A Jedi uses the Force for knowledge and defense, never for attack.” – Yoda

 

Symbols of Intent

The first thing most people imagine when they hear the word Jedi is Luke Skywalker or Obi-wan Kenobi with Light Saber in hand rushing towards an enemy as they deflect laser bolts. The image of the warrior is prominent in peoples mind. It is true that the fictional Jedi are armed with light Saber the same way Monks of the east and west were armed with staffs and martial arts to defend themselves. To imagine the Light Saber as a weapon of offense is an error in fact it was a symbol of the Jedi principle of protection and defense. The intent of the Light Saber is its power. It was only used as a weapon as a last resort and never in anger.

In “Return of the Jedi” Luke casts aside his Light Saber during the final confrontation with Darth Vader. The act is symbolic. Luke decided to cast his anger aside and find the love and compassion within him. It is the only way he can defeat Darth Sidious and redeem Vader.

In “The Last Jedi” the ageing Luke Skywalker takes the Light Saber offered to him by Rey after she has found him living as a Hermit on the hidden planet of Ahch-To. With comical irreverence Luke throws his old Light Saber behind his back.

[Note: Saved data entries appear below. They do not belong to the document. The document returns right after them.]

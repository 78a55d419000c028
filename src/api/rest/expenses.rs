use std::sync::Arc;

use axum::{
    extract::{Extension, Path},
    http::StatusCode,
    routing::get,
    Json, Router,
};

use crate::{
    domain::models::{ExpenseChanges, ExpenseDraft},
    infrastructure::{auth::AuthenticatedUser, state::AppState},
    services::{errors::ServiceError, expenses::ExpenseService},
};

type ApiResult<T> = Result<T, (StatusCode, Json<serde_json::Value>)>;

pub fn router() -> Router {
    Router::new()
        .route("/", get(list_expenses).post(create_expense))
        .route(
            "/:id",
            get(show_expense)
                .patch(update_expense)
                .delete(delete_expense),
        )
}

async fn list_expenses(
    Extension(state): Extension<Arc<AppState>>,
    user: AuthenticatedUser,
) -> ApiResult<Json<serde_json::Value>> {
    let service = ExpenseService::new(state.repositories.clone());
    let expenses = service
        .list_expenses_for(&user)
        .await
        .map_err(to_response)?;
    Ok(Json(serde_json::json!({ "expenses": expenses })))
}

async fn create_expense(
    Extension(state): Extension<Arc<AppState>>,
    user: AuthenticatedUser,
    Json(payload): Json<ExpenseDraft>,
) -> ApiResult<(StatusCode, Json<serde_json::Value>)> {
    let service = ExpenseService::new(state.repositories.clone());
    let expense = service
        .create_expense(&user, payload)
        .await
        .map_err(to_response)?;
    Ok((
        StatusCode::CREATED,
        Json(serde_json::json!({ "expense": expense })),
    ))
}

async fn show_expense(
    Extension(state): Extension<Arc<AppState>>,
    user: AuthenticatedUser,
    Path(id): Path<i64>,
) -> ApiResult<Json<serde_json::Value>> {
    let service = ExpenseService::new(state.repositories.clone());
    let expense = service.get_expense(&user, id).await.map_err(to_response)?;
    let owner = service.owner_of(&expense).await.map_err(to_response)?;
    Ok(Json(serde_json::json!({ "expense": expense, "owner": owner })))
}

async fn update_expense(
    Extension(state): Extension<Arc<AppState>>,
    user: AuthenticatedUser,
    Path(id): Path<i64>,
    Json(changes): Json<ExpenseChanges>,
) -> ApiResult<Json<serde_json::Value>> {
    let service = ExpenseService::new(state.repositories.clone());
    let expense = service
        .update_expense(&user, id, changes)
        .await
        .map_err(to_response)?;
    Ok(Json(serde_json::json!({ "expense": expense })))
}

async fn delete_expense(
    Extension(state): Extension<Arc<AppState>>,
    user: AuthenticatedUser,
    Path(id): Path<i64>,
) -> ApiResult<StatusCode> {
    let service = ExpenseService::new(state.repositories.clone());
    service
        .delete_expense(&user, id)
        .await
        .map_err(to_response)?;
    Ok(StatusCode::NO_CONTENT)
}

fn to_response(err: ServiceError) -> (StatusCode, Json<serde_json::Value>) {
    (err.status_code(), Json(err.body()))
}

For years Obi-wan Kenobi resided on Tatooine watching over Luke from a distance. Although he still had his Light Saber it was kept aside. Even in confronting the Sand People who had captured Luke Skywalker in “A New Hope”, Obi-wan Kenobi chose only to use the power of perception and his own voice in driving the Tuscan Raiders away in fear. The Light Saber is symbolic of the Jedi only if it used with Right Intent.

 

Lethal Intent

I’ve often heard the statement that firearms kill people. A gun can be used to kill a person however it is not the weapon itself that decides its end use. The intent to kill resides with the wielder. A sword can just as easily be beaten in to a plow than used as a weapon depending on the intention of the user.

Intention is therefore everything in the “why and how” we conduct our life. I can choose to own a Light Saber, a Gun or a Pit Bull Terrier.  The Light Saber replica won’t have much use but how I choose to manifest my intent with a gun and an “aggressive” breed of dog is entirely up to me. I can keep the gun locked away and hopefully never ever have to use it and I can train the Dog to be a loving pet; gentle with people and other animals. There is still an element of uncertainty based on what I have control over and what I don’t. The Dog may unexpectedly bite a child and the gun might be stolen and used in a crime.

 

Reasoned Intent

With every decision we make there is always an intent, a purpose. Why do we make the choices that we do? What is our intent? When I left High School and presented to an Army recruiter the first thing he asked me was “Why do you want to join the Army”? He said my response was important and it had to be honest. The answer revealed my true intention and whether I was going to stick my contract or wash out.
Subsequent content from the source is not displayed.